◆ **Task item**
Copy each line of the records that holds the string "matches".
*** Data extract Section Begins ***
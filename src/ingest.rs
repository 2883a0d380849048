//! The ingest pipeline: one form photo in, one persisted report out.
//!
//! [`Pipeline::process`] is the orchestrator the HTTP layer calls. It runs
//! the stages strictly in order — decode, OCR, structure, insert — and stops
//! at the first failure; the `?` chain makes the stop-on-first-failure
//! contract structural rather than conventional. The pipeline itself is
//! stateless between invocations: any number of `process` calls may run
//! concurrently on independent requests.

use crate::config::ServiceConfig;
use crate::error::IngestError;
use crate::pipeline::ocr::{GoogleVisionOcr, TextExtractor};
use crate::pipeline::persist::{ReportSink, SupabaseSink};
use crate::pipeline::structurer::{structure_report, CompletionModel, GeminiModel};
use crate::report::{IngestOutcome, IngestStats};
use base64::{engine::general_purpose::STANDARD, Engine as _};
use std::sync::Arc;
use std::time::Instant;
use tracing::{info, warn};

/// The assembled pipeline: three collaborators behind their seams.
pub struct Pipeline {
    ocr: Arc<dyn TextExtractor>,
    model: Arc<dyn CompletionModel>,
    sink: Arc<dyn ReportSink>,
}

impl Pipeline {
    /// Wire the production collaborators from the service configuration.
    pub fn from_config(config: &ServiceConfig) -> Result<Self, IngestError> {
        Ok(Self {
            ocr: Arc::new(GoogleVisionOcr::new(config)?),
            model: Arc::new(GeminiModel::new(config)?),
            sink: Arc::new(SupabaseSink::new(config)?),
        })
    }

    /// Assemble a pipeline from explicit collaborators.
    ///
    /// This is the seam integration tests use to substitute scripted OCR,
    /// model, and store implementations.
    pub fn new(
        ocr: Arc<dyn TextExtractor>,
        model: Arc<dyn CompletionModel>,
        sink: Arc<dyn ReportSink>,
    ) -> Self {
        Self { ocr, model, sink }
    }

    /// Run one submission through the full pipeline.
    ///
    /// # Errors
    /// Every stage failure surfaces as an [`IngestError`]; see
    /// [`crate::error::ErrorClass`] for how each maps to a response. No
    /// external call is made after the first failure, and none is ever
    /// retried.
    pub async fn process(&self, image_base64: &str) -> Result<IngestOutcome, IngestError> {
        let total_start = Instant::now();
        let mut stats = IngestStats::default();

        // ── Step 1: Decode the image payload ─────────────────────────────
        let image = decode_image(image_base64)?;
        stats.image_bytes = image.len();

        // ── Step 2: Document text detection ──────────────────────────────
        let ocr_start = Instant::now();
        let text = self.ocr.extract_document_text(&image).await?;
        stats.ocr_duration_ms = ocr_start.elapsed().as_millis() as u64;
        stats.extracted_chars = text.chars().count();

        // A blank or unreadable photo, not a transient fault: stop before
        // spending a model call on empty text.
        if text.trim().is_empty() {
            warn!("OCR detected no text; terminating before model call");
            return Err(IngestError::NoTextDetected);
        }
        info!(
            chars = stats.extracted_chars,
            ms = stats.ocr_duration_ms,
            "text extracted"
        );

        // ── Step 3: Structure into the report schema ─────────────────────
        let model_start = Instant::now();
        let report = structure_report(self.model.as_ref(), &text).await?;
        stats.model_duration_ms = model_start.elapsed().as_millis() as u64;
        info!(
            observation_type = ?report.observation_type,
            ms = stats.model_duration_ms,
            "report structured"
        );

        // ── Step 4: Persist ──────────────────────────────────────────────
        let insert_start = Instant::now();
        let rows = self.sink.insert(&report).await?;
        stats.insert_duration_ms = insert_start.elapsed().as_millis() as u64;

        stats.total_duration_ms = total_start.elapsed().as_millis() as u64;
        info!(
            rows = rows.len(),
            total_ms = stats.total_duration_ms,
            "report persisted"
        );

        Ok(IngestOutcome {
            report,
            rows,
            stats,
        })
    }
}

/// Decode the inbound base64 image payload.
///
/// Runs at the gate so an undecodable payload is rejected before any
/// external call. The OCR client re-encodes for its own wire format.
pub fn decode_image(image_base64: &str) -> Result<Vec<u8>, IngestError> {
    STANDARD
        .decode(image_base64.trim())
        .map_err(|e| IngestError::InvalidImageEncoding {
            detail: e.to_string(),
        })
}
use super::*;
use crate::{
    effect::primitive::PrimitiveType,
    foundation::core::Millis,
    render::capability::PlatformProbe,
    render::native::SilentVibrator,
};

fn silent(probe: PlatformProbe) -> Arc<dyn NativeVibrator> {
    Arc::new(SilentVibrator::new(probe))
}

fn full_probe() -> PlatformProbe {
    PlatformProbe {
        api_level: 36,
        has_vibrator: true,
        supports_composition: true,
        supports_envelopes: true,
        supports_amplitude_control: true,
    }
}

#[test]
fn config_defaults_and_partial_json() {
    let cfg = VibratorConfig::default();
    assert_eq!(cfg.waveform.step, Millis(10));
    assert_eq!(cfg.waveform.on_off.gap, Millis(10));

    let cfg = VibratorConfig::from_reader(r#"{"waveform":{"on_off":{"gap":25}}}"#.as_bytes())
        .unwrap();
    assert_eq!(cfg.waveform.on_off.gap, Millis(25));
    assert_eq!(cfg.waveform.on_off.threshold, 0.5);
    assert_eq!(cfg.waveform.step, Millis(10));
}

#[test]
fn config_rejects_bad_values() {
    let err = VibratorConfig::from_reader(r#"{"waveform":{"step":0}}"#.as_bytes()).unwrap_err();
    assert!(matches!(err, HapticError::Validation(_)));

    let err = VibratorConfig::from_reader("not json".as_bytes()).unwrap_err();
    assert!(matches!(err, HapticError::Serde(_)));
}

#[test]
fn new_outside_runtime_fails() {
    let err = Vibrator::new(silent(full_probe()), VibratorConfig::default()).unwrap_err();
    assert!(matches!(err, HapticError::Other(_)));
}

#[tokio::test]
async fn reports_probed_tier_and_capabilities() {
    let v = Vibrator::new(silent(full_probe()), VibratorConfig::default()).unwrap();
    assert!(v.is_vibration_supported());
    assert_eq!(v.tier(), Some(RenderTier::Composition));
    assert_eq!(v.capabilities(), Capabilities::all());

    let old = PlatformProbe {
        api_level: 24,
        has_vibrator: true,
        supports_composition: true,
        supports_envelopes: true,
        supports_amplitude_control: true,
    };
    let v = Vibrator::new(silent(old), VibratorConfig::default()).unwrap();
    assert_eq!(v.tier(), Some(RenderTier::OnOff));
}

#[tokio::test]
async fn unsupported_device_ignores_effects() {
    let v = Vibrator::new(silent(PlatformProbe::default()), VibratorConfig::default()).unwrap();
    assert!(!v.is_vibration_supported());
    assert_eq!(v.tier(), None);
    v.vibrate(HapticEffect::builder().predefined(PrimitiveType::Click, 1.0).build());
    assert_eq!(v.stats(), DispatchStats::default());
}

#[tokio::test]
async fn builder_errors_surface_synchronously() {
    let v = Vibrator::new(silent(full_probe()), VibratorConfig::default()).unwrap();
    let err = v
        .vibrate_with(|b| {
            b.delayed(
                PrimitiveType::Click,
                1.0,
                -10,
                crate::effect::primitive::DelayType::Pause,
            )
        })
        .unwrap_err();
    assert!(matches!(err, HapticError::Validation(_)));
    assert_eq!(v.stats().effects_submitted, 0);

    v.vibrate_with(|b| Ok(b.predefined(PrimitiveType::Tick, 0.5)))
        .unwrap();
    assert_eq!(v.stats().effects_submitted, 1);
}
pub(crate) mod backend;
pub(crate) mod capability;
pub(crate) mod native;
pub(crate) mod ops;
pub(crate) mod waveform;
*** Data extract Section Ends ***
◆ **Task response**
    assert!(matches!(err, HapticError::Validation(_)));
    assert!(matches!(err, HapticError::Serde(_)));
    assert!(matches!(err, HapticError::Other(_)));
    assert!(matches!(err, HapticError::Validation(_)));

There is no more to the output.